『現代俳句』では「昭和百年/戦後八十年 今、現代俳句とは何か」を2025年の通年テーマにかかげています。その一環として、副会長・理事・監事・事務局長を対象にアンケートを実施しました。調査では冒頭、編集部からの呼び掛けを掲載しました。
西暦2025年、令和7年に当たる今年。昭和が始まって100年、わが国の無条件降伏で第二次世界大戦が終結して80年という大きな節目に当たります。俳句にとっても、昭和がスタート早々の3年に俳誌「破魔弓」が水原秋櫻子の提案で「馬酔木」と改称、新興俳句運動の拠点となっていきます。現代俳句協会自体、終戦直後の昭和21年に発表された「俳句第二芸術論」の衝撃の中、翌22年に誕生しました。そしてこの10年来、昭和元年から60有余年の間に詠まれた有名無名の句を網羅すべく、取り組んできた『昭和俳句作品年表』も最終巻の刊行が年内に実現します。「今、この時」としての現代を、日本や俳句の歴史と関連させつつ、どう位置付けるか、改めて考えをめぐらせる絶好の機会ではないでしょうか。

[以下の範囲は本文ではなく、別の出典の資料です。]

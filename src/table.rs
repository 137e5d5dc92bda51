//! Table session: one hand at a time, committed to a ledger.

extern crate alloc;

use alloc::string::String;
use alloc::vec::Vec;

use crate::action::{Action, ActionKind};
use crate::error::{ActionError, HandError, TableError};
use crate::hand::{HandState, Street};
use crate::ledger::{LedgerRow, LedgerStore};
use crate::options::TableOptions;
use crate::payout::Payout;
use crate::roster::Roster;
use crate::sync::Mutex;

/// A settled hand that has not been written to the ledger yet.
#[derive(Debug, Clone)]
struct Unsaved {
    payout: Payout,
    row: LedgerRow,
}

/// A poker table that plays hands and records them in a ledger.
///
/// The table holds at most one hand in progress. Every method takes `&self`
/// and serializes access internally, so a presentation layer can share one
/// table between its handlers.
///
/// # Example
///
/// ```
/// use pokernight::{Action, Ledger, Roster, Table, TableOptions};
///
/// let ledger = Ledger::with_players(["Ann", "Bob"]).unwrap();
/// let table = Table::new(TableOptions::default(), ledger);
///
/// table.start_hand(Roster::new(["Ann", "Bob"]).unwrap()).unwrap();
/// table.submit_action(Action::Fold).unwrap();
/// assert!(table.is_hand_over());
///
/// let payout = table.settle(1).unwrap();
/// assert_eq!(payout.deltas, vec![-5, 5]);
/// assert_eq!(table.ledger.lock().total_for("Bob"), Some(5));
/// ```
pub struct Table<S> {
    /// Table options.
    pub options: TableOptions,
    /// Ledger that receives one row per settled hand.
    pub ledger: Mutex<S>,
    /// Players seated for the hand in progress.
    roster: Mutex<Option<Roster>>,
    /// Hand in progress.
    hand: Mutex<Option<HandState>>,
    /// Settled hand waiting for a successful ledger write.
    unsaved: Mutex<Option<Unsaved>>,
}

impl<S: LedgerStore> Table<S> {
    /// Creates a table that records hands in `ledger`.
    #[must_use]
    pub const fn new(options: TableOptions, ledger: S) -> Self {
        Self {
            options,
            ledger: Mutex::new(ledger),
            roster: Mutex::new(None),
            hand: Mutex::new(None),
            unsaved: Mutex::new(None),
        }
    }

    /// Consumes the table and returns its ledger.
    pub fn into_ledger(self) -> S {
        self.ledger.into_inner()
    }

    /// Seats `roster` and starts a hand with the configured blinds.
    ///
    /// # Errors
    ///
    /// Returns an error if a hand is in progress, a settled hand is still
    /// uncommitted, a player has no ledger column, or the ledger cannot be read.
    pub fn start_hand(&self, roster: Roster) -> Result<(), TableError<S::Error>> {
        let options = self.options;
        self.seat(roster, |seats| HandState::new(seats, &options))
    }

    /// Seats `roster` and starts a hand with explicit opening commitments,
    /// one per seat, instead of the configured blinds.
    ///
    /// # Errors
    ///
    /// Returns the same errors as [`start_hand`](Self::start_hand), and an
    /// error if `bets` does not have one entry per seat.
    pub fn start_hand_with_bets(
        &self,
        roster: Roster,
        bets: Vec<u64>,
    ) -> Result<(), TableError<S::Error>> {
        self.seat(roster, |seats| HandState::for_seats(seats, bets))
    }

    fn seat<F>(&self, roster: Roster, start: F) -> Result<(), TableError<S::Error>>
    where
        F: FnOnce(usize) -> Result<HandState, HandError>,
    {
        let mut hand = self.hand.lock();
        if hand.is_some() {
            return Err(TableError::HandInProgress);
        }
        if self.unsaved.lock().is_some() {
            return Err(TableError::UncommittedPayout);
        }

        let players = self.ledger.lock().players().map_err(TableError::Store)?;
        if let Some((_, name)) = roster
            .iter()
            .find(|(_, name)| !players.iter().any(|player| player == *name))
        {
            return Err(TableError::UnknownPlayer(name.into()));
        }

        let state = start(roster.len()).map_err(TableError::Hand)?;
        tracing::info!(players = roster.len(), "hand started");
        *self.roster.lock() = Some(roster);
        *hand = Some(state);
        Ok(())
    }

    fn with_hand<T>(
        &self,
        f: impl FnOnce(&mut HandState) -> Result<T, ActionError>,
    ) -> Result<T, TableError<S::Error>> {
        let mut hand = self.hand.lock();
        let Some(state) = hand.as_mut() else {
            return Err(TableError::NoHand);
        };
        f(state).map_err(TableError::Action)
    }

    /// Applies `action` for the player on turn.
    ///
    /// # Errors
    ///
    /// Returns an error if no hand is in progress or the action is rejected.
    pub fn submit_action(&self, action: Action) -> Result<Street, TableError<S::Error>> {
        self.with_hand(|hand| hand.apply_action(action))
    }

    /// Applies `action` for `seat`, rejecting it if `seat` is not on turn.
    ///
    /// # Errors
    ///
    /// Returns an error if no hand is in progress, it is not `seat`'s turn, or
    /// the action is rejected.
    pub fn submit_action_for(
        &self,
        seat: usize,
        action: Action,
    ) -> Result<Street, TableError<S::Error>> {
        self.with_hand(|hand| hand.submit_action(seat, action))
    }

    /// Selects the pending action kind for the player on turn.
    ///
    /// # Errors
    ///
    /// Returns an error if no hand is in progress.
    pub fn select_action(&self, kind: ActionKind) -> Result<(), TableError<S::Error>> {
        self.with_hand(|hand| {
            hand.select_action(kind);
            Ok(())
        })
    }

    /// Sets the pending raise-to amount for the player on turn.
    ///
    /// # Errors
    ///
    /// Returns an error if no hand is in progress.
    pub fn set_raise_amount(&self, amount: u64) -> Result<(), TableError<S::Error>> {
        self.with_hand(|hand| {
            hand.set_raise_amount(amount);
            Ok(())
        })
    }

    /// Applies the pending action for the player on turn.
    ///
    /// # Errors
    ///
    /// Returns an error if no hand is in progress or the action is rejected.
    pub fn submit_pending(&self) -> Result<Street, TableError<S::Error>> {
        self.with_hand(HandState::submit_pending)
    }

    /// Passes the turn without an action.
    ///
    /// # Errors
    ///
    /// Returns an error if no hand is in progress or the hand is over.
    pub fn advance_turn(&self) -> Result<Street, TableError<S::Error>> {
        self.with_hand(HandState::advance_turn)
    }

    /// Returns whether the hand in progress has terminated.
    ///
    /// Returns `false` when no hand is in progress.
    pub fn is_hand_over(&self) -> bool {
        self.hand.lock().as_ref().is_some_and(HandState::is_hand_over)
    }

    /// Returns the seat on turn.
    pub fn current_player(&self) -> Option<usize> {
        self.hand.lock().as_ref().map(HandState::current_player)
    }

    /// Returns the name of the player on turn.
    pub fn current_player_name(&self) -> Option<String> {
        let seat = self.current_player()?;
        self.roster
            .lock()
            .as_ref()
            .and_then(|roster| roster.name(seat).map(String::from))
    }

    /// Returns the current street.
    pub fn street(&self) -> Option<Street> {
        self.hand.lock().as_ref().map(HandState::street)
    }

    /// Returns the players seated for the hand in progress.
    pub fn roster(&self) -> Option<Roster> {
        self.roster.lock().clone()
    }

    /// Returns a copy of the hand in progress.
    pub fn snapshot(&self) -> Option<HandState> {
        self.hand.lock().clone()
    }

    /// Settles the finished hand and commits the result to the ledger.
    ///
    /// The hand is cleared once settled. If the ledger write fails the payout
    /// is kept; see [`pending_payout`](Self::pending_payout) and
    /// [`retry_commit`](Self::retry_commit).
    ///
    /// # Errors
    ///
    /// Returns an error if no hand is in progress, settlement is rejected, or
    /// the ledger write fails.
    pub fn settle(&self, winner: usize) -> Result<Payout, TableError<S::Error>> {
        let mut hand = self.hand.lock();
        let Some(state) = hand.as_ref() else {
            return Err(TableError::NoHand);
        };
        let mut seated = self.roster.lock();
        let Some(roster) = seated.as_ref() else {
            return Err(TableError::NoHand);
        };

        let payout = state.settle(winner).map_err(TableError::Settle)?;
        let row = payout.to_row(roster);

        // The hand slot stays locked until the payout is parked, so no new
        // hand can be seated in between.
        *self.unsaved.lock() = Some(Unsaved {
            payout: payout.clone(),
            row,
        });
        *seated = None;
        *hand = None;
        drop(seated);
        drop(hand);

        self.retry_commit()?;
        Ok(payout)
    }

    /// Returns the settled payout still waiting to be committed.
    pub fn pending_payout(&self) -> Option<Payout> {
        self.unsaved
            .lock()
            .as_ref()
            .map(|unsaved| unsaved.payout.clone())
    }

    /// Writes the settled payout to the ledger.
    ///
    /// # Errors
    ///
    /// Returns an error if there is nothing to commit or the ledger write
    /// fails again.
    #[expect(
        clippy::significant_drop_tightening,
        reason = "the payout is only released after the ledger accepted it"
    )]
    pub fn retry_commit(&self) -> Result<(), TableError<S::Error>> {
        let mut unsaved = self.unsaved.lock();
        let Some(pending) = unsaved.as_ref() else {
            return Err(TableError::NothingToCommit);
        };

        match self.ledger.lock().append(&pending.row) {
            Ok(()) => {
                tracing::info!(winner = pending.payout.winner, "hand committed");
                *unsaved = None;
                Ok(())
            }
            Err(err) => {
                tracing::warn!(%err, "ledger commit failed");
                Err(TableError::Store(err))
            }
        }
    }

    /// Discards the hand in progress without touching the ledger.
    ///
    /// Returns the discarded hand, if any.
    pub fn abandon_hand(&self) -> Option<HandState> {
        let mut hand = self.hand.lock();
        let abandoned = hand.take();
        self.roster.lock().take();
        drop(hand);
        if abandoned.is_some() {
            tracing::info!("hand abandoned");
        }
        abandoned
    }
}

当協会は「現代俳句」を限定的に定義し、その理念に従う者のみを受け入れる「閉じた集団」としての在りかたをよしとしていません。正反対の「俳句自由」の開かれた精神こそを、協会の根本理念と位置付けているのです。一方で、それだからこそ「現代俳句」とは何か、具体的にどのような作品を指すのか、さらに自身は現代俳句にどのように向き合うのか、という問題を協会員一人一人が考え、自分なりの回答を模索し、互いに論じ合うことが求められるともいえます。
続いて、以下の質問項目を提起しました。
1.私が推す「現代俳句」五人五句選
2.現代俳句の「現代」を時期として捉えると①昭和以降 ②第二次大戦終結後 ③平成以降 ④時期の限定はない ⑤その他(正岡子規以降など)その結果を連載の形で掲載します。
秋尾 敏副会長
1.私が推す五人五句
星崎の闇を見よとや啼千鳥 松尾芭蕉
やがてランプに戦場のふかい闇がくるぞ 富澤赤黄男
雉子の眸のかうかうとして売られけり 加藤楸邨
雲秋意琴を売らんと横抱きに 中島斌雄
稲妻の切っ先鈍る夜の河 河合凱夫
2.現代俳句の「現代」は
④時期の限定はない
読者論に立てば、現代の読者に深い感銘をもたらし、その生き方に影響を与えた句はすべて現代俳句であろう。私の俳句の基盤となった句から選んだ。
網野月を常務理事
1.私が推す五人五句
径白く白夜の森に我をさそふ 成瀬正俊
鐵をふ鐵バクテリア鐵の中 三橋敏雄
君子蘭客の一人が豹変す 島津城子
象嵌の金の失せしよ早寝島 山本紫黄
死んでから先が永さう冬ざくら 桑原三郎
2.現代俳句の「現代」は
④時期の限定はない
3.コメント
・選句については敢えて〈現代〉というキーワードは意識していない。一句として成立しているかどうかが、選句の基準としている。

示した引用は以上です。